> TASK:
Read through the lines below and copy the ones holding the string "follows".

> DATA EXCERPTS:
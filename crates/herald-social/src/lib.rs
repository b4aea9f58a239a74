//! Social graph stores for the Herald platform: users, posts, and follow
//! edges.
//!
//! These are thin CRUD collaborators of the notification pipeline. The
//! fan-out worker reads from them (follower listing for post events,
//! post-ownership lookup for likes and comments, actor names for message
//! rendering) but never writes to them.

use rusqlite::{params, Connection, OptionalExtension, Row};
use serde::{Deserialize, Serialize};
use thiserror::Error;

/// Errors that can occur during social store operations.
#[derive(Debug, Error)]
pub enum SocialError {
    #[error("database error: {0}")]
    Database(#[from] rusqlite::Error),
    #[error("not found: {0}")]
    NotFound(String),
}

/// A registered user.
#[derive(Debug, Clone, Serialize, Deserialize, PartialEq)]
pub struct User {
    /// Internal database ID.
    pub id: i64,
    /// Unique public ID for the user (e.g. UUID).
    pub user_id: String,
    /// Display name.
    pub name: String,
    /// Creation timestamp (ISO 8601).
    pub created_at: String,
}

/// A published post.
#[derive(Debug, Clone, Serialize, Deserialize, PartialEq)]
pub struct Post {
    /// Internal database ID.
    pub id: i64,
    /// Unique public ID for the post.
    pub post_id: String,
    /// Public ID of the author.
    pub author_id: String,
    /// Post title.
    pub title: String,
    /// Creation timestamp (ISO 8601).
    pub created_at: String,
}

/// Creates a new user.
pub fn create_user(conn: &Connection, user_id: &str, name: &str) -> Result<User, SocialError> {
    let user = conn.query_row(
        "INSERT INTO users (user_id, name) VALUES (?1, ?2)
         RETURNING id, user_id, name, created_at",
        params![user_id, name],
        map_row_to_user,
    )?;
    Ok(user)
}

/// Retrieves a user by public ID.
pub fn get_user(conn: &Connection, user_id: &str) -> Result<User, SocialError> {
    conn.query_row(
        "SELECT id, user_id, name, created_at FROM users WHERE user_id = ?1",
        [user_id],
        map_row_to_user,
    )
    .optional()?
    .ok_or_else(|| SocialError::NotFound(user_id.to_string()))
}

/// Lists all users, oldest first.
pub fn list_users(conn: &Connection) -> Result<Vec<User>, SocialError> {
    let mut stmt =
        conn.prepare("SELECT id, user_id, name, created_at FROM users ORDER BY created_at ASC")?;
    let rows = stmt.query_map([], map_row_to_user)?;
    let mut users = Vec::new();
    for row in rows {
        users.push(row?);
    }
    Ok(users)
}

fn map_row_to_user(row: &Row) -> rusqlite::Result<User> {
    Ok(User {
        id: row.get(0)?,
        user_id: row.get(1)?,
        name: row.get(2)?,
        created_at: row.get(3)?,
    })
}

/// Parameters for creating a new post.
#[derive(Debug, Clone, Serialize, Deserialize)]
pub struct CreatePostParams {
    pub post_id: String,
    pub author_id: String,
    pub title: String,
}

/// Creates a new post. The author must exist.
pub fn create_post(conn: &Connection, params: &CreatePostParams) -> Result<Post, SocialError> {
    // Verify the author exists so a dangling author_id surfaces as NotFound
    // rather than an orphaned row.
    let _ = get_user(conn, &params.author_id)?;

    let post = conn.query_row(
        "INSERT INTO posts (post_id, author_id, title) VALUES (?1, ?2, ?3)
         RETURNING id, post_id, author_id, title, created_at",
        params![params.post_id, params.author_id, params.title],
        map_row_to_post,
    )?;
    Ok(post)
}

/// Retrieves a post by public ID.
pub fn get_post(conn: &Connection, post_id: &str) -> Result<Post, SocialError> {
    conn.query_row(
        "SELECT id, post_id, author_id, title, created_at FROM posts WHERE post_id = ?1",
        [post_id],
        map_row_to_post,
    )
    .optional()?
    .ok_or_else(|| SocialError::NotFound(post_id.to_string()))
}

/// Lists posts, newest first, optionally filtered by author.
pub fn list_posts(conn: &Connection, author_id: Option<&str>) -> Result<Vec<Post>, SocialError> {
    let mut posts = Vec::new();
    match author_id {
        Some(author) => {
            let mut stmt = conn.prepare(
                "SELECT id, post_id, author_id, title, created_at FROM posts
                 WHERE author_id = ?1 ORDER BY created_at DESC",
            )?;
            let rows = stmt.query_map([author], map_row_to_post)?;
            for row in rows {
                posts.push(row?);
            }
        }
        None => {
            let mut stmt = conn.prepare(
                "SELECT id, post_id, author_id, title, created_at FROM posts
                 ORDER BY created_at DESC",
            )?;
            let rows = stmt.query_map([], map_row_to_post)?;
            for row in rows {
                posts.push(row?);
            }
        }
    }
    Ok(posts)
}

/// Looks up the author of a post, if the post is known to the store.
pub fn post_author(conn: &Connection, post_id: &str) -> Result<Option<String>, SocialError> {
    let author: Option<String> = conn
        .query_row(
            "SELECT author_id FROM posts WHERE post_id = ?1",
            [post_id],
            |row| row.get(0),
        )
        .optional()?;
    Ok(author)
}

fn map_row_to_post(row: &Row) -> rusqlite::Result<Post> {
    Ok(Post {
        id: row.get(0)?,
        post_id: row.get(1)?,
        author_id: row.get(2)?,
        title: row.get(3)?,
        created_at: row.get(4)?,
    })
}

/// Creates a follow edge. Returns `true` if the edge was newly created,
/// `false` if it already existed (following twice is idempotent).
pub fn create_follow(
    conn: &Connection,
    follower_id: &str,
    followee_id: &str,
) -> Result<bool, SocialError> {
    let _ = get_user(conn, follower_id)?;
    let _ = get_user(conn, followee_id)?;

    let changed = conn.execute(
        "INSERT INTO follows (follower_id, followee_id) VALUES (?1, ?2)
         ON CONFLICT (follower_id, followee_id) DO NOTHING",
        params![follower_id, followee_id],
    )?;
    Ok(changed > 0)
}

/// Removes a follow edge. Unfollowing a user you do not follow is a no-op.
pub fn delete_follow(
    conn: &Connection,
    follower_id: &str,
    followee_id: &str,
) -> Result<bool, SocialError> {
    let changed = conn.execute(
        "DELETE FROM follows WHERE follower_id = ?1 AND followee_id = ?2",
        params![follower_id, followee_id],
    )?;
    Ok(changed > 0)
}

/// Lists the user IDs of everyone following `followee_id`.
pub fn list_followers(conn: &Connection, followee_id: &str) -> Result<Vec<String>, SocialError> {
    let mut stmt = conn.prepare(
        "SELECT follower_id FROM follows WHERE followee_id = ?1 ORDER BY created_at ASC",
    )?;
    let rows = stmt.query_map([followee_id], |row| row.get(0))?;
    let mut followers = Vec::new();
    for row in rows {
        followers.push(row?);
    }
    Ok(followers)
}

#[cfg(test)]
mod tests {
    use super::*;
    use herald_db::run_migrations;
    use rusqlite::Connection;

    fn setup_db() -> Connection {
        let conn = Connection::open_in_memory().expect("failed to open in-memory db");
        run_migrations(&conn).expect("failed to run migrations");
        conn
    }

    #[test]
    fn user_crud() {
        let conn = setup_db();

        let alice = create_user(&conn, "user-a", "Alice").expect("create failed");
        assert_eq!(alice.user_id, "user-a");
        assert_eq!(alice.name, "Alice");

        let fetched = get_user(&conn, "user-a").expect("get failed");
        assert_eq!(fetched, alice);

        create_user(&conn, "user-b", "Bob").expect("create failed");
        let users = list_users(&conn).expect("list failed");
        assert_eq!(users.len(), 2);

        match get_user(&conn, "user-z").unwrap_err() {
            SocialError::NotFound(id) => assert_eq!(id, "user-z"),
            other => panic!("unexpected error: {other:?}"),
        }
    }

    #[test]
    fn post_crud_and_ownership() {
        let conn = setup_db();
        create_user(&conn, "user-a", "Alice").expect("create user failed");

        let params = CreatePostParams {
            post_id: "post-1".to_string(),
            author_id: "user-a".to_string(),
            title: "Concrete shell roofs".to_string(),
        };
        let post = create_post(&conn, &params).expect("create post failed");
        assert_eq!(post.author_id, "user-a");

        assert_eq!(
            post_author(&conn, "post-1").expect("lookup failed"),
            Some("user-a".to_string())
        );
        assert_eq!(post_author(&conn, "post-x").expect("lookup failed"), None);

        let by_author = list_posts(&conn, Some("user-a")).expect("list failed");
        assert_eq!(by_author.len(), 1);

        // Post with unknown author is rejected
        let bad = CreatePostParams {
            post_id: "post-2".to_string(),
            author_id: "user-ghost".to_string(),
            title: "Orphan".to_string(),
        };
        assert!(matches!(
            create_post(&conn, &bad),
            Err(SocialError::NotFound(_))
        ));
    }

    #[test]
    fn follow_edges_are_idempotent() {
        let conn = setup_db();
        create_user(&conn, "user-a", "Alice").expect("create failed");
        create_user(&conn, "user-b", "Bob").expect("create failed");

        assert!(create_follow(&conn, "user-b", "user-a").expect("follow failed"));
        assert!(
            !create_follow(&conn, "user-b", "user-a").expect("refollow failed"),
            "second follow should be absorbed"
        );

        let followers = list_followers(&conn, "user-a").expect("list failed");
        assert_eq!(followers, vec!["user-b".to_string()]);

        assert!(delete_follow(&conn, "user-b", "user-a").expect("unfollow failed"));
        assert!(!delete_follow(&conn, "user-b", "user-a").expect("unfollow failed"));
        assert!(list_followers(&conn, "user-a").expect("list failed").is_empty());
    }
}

> ANSWER SECTION:
        "INSERT INTO follows (follower_id, followee_id) VALUES (?1, ?2)
        "DELETE FROM follows WHERE follower_id = ?1 AND followee_id = ?2",
        "SELECT follower_id FROM follows WHERE followee_id = ?1 ORDER BY created_at ASC",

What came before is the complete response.